Instead, Raulerson said they lost nearly $1.3 million on the daycare over the last seven years. Despite last year's record enrollment of children, it seemed that the more children they enrolled, the more costly it became.
When agencies including the Department of Human Resources, school board and other state agencies pulled out, the doctors remained diligent by trying to provide Blue Cross Blue Shield benefits for employees, who were also paid better than minimum wage.
The daycare center participated in the Grandma Program, which was funded by DHR. It provided scholarships to the children, Raulerson said. It also allowed well-trained early education trainers to work with the children and trained workers how to interact and teach the children.
When DHR pulled out, scholarships were cut, employees began to receive inadequate training and families were unable to pay the bills.
During a time of transition, the daycare lost several employees and training was becoming too expensive without financial support. She said the local school system had said they would step in and they would use master level teachers to train the staff.

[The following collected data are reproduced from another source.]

//! Application error types
//!
//! Unified error handling for the entire application.

use serde::Serialize;
use std::fmt;
use streettalk_core::DomainError;

use crate::config::ConfigError;

/// Application-wide error type
#[derive(Debug, thiserror::Error)]
pub enum AppError {
    // Validation errors
    #[error("Validation error: {0}")]
    Validation(String),

    // Internal errors
    #[error("Internal error")]
    Internal(#[source] anyhow::Error),

    // Domain errors
    #[error(transparent)]
    Domain(#[from] DomainError),

    // Configuration errors
    #[error("Configuration error: {0}")]
    Config(String),
}

impl AppError {
    /// Get error code for notices and logs
    #[must_use]
    pub fn error_code(&self) -> &'static str {
        match self {
            Self::Validation(_) => "VALIDATION_ERROR",
            Self::Internal(_) => "INTERNAL_ERROR",
            Self::Config(_) => "CONFIG_ERROR",
            Self::Domain(e) => e.code(),
        }
    }

    /// Check if the user caused this error and can act on it
    #[must_use]
    pub fn is_user_error(&self) -> bool {
        match self {
            Self::Validation(_) => true,
            Self::Domain(e) => e.is_validation() || e.is_media() || e.is_not_found(),
            _ => false,
        }
    }

    /// Check if retrying the same operation may succeed
    #[must_use]
    pub fn is_retryable(&self) -> bool {
        matches!(self, Self::Domain(e) if e.is_conflict())
    }

    /// Build the notice shown to the user for this error
    #[must_use]
    pub fn notice(&self) -> UserNotice {
        UserNotice::from(self)
    }

    /// Create a validation error
    #[must_use]
    pub fn validation(msg: impl fmt::Display) -> Self {
        Self::Validation(msg.to_string())
    }

    /// Create an internal error from any error
    pub fn internal(err: impl Into<anyhow::Error>) -> Self {
        Self::Internal(err.into())
    }
}

impl From<ConfigError> for AppError {
    fn from(err: ConfigError) -> Self {
        Self::Config(err.to_string())
    }
}

/// Dismissible message surfaced to the user (e.g. "Could not read image")
#[derive(Debug, Clone, PartialEq, Eq, Serialize)]
pub struct UserNotice {
    pub code: String,
    pub message: String,
    /// Media failures only reject the attachment, so the notice can be dismissed
    pub dismissible: bool,
}

impl From<&AppError> for UserNotice {
    fn from(err: &AppError) -> Self {
        let message = if err.is_user_error() {
            err.to_string()
        } else {
            "Something went wrong. Please try again.".to_string()
        };

        Self {
            code: err.error_code().to_string(),
            message,
            dismissible: err.is_user_error() || err.is_retryable(),
        }
    }
}

impl From<AppError> for UserNotice {
    fn from(err: AppError) -> Self {
        Self::from(&err)
    }
}

/// Result type alias for application operations
pub type AppResult<T> = Result<T, AppError>;
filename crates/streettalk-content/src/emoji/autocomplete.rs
//! Composer helpers: find the shortcode being typed and replace it

use regex::Regex;
use std::sync::LazyLock;

/// A `:fragment` that ends right at the caret
static PENDING_SHORTCODE: LazyLock<Regex> = LazyLock::new(|| {
    Regex::new(r"(?i):([a-z0-9_+\-]+)$").expect("pending shortcode pattern is valid")
});

/// Text and caret position after inserting a glyph
#[derive(Debug, Clone, PartialEq, Eq)]
pub struct Completion {
    pub text: String,
    /// Byte offset of the caret, just after the inserted glyph
    pub caret: usize,
}

/// Return the shortcode fragment the caret is inside of, without the colon
///
/// `before_caret` is the composer text up to the caret.
pub fn pending_shortcode(before_caret: &str) -> Option<&str> {
    PENDING_SHORTCODE
        .captures(before_caret)
        .and_then(|caps| caps.get(1))
        .map(|m| m.as_str())
}

/// Insert `glyph` at the caret
///
/// A pending `:fragment` right before the selection is replaced together with
/// the selection. Offsets are bytes; they are clamped to the text and moved
/// back to the nearest char boundary.
pub fn complete_at_caret(
    text: &str,
    selection_start: usize,
    selection_end: usize,
    glyph: &str,
) -> Completion {
    let mut start = floor_char_boundary(text, selection_start);
    let mut end = floor_char_boundary(text, selection_end);
    if start > end {
        std::mem::swap(&mut start, &mut end);
    }

    let replace_from = match pending_shortcode(&text[..start]) {
        Some(fragment) => start - fragment.len() - 1,
        None => start,
    };

    let mut completed = String::with_capacity(text.len() + glyph.len());
    completed.push_str(&text[..replace_from]);
    completed.push_str(glyph);
    completed.push_str(&text[end..]);

    Completion {
        text: completed,
        caret: replace_from + glyph.len(),
    }
}

fn floor_char_boundary(text: &str, index: usize) -> usize {
    let mut index = index.min(text.len());
    while !text.is_char_boundary(index) {
        index -= 1;
    }
    index
}
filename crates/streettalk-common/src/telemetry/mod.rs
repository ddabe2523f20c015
//! Telemetry and tracing setup

mod tracing_setup;

pub use tracing_setup::{
    init_tracing, init_tracing_with_config, try_init_tracing, try_init_tracing_with_config,
    TracingConfig, TracingError,
};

They even asked DHR to come to the center to evaluate it and figure out how to maintain the employees and not lose so much money. Raulerson said DHR officials advised her not to pay the employees so much money and to get rid of the benefits.
State regulations also played a big part in the closing. Raulerson said that the daycare is the only licensed daycare in the community that was able to take care of children six weeks of age and older. The cost became prohibitive she said.
Then came the straw that broke the camel's back. An employee who had been working at the center for nearly a week, loudly spoke on numerous occasions regarding the poor inability to train adequate teachers and the deteriorating quality of the daycare. She wrote her letter of resignation and it was then, that the doctors decided enough was enough.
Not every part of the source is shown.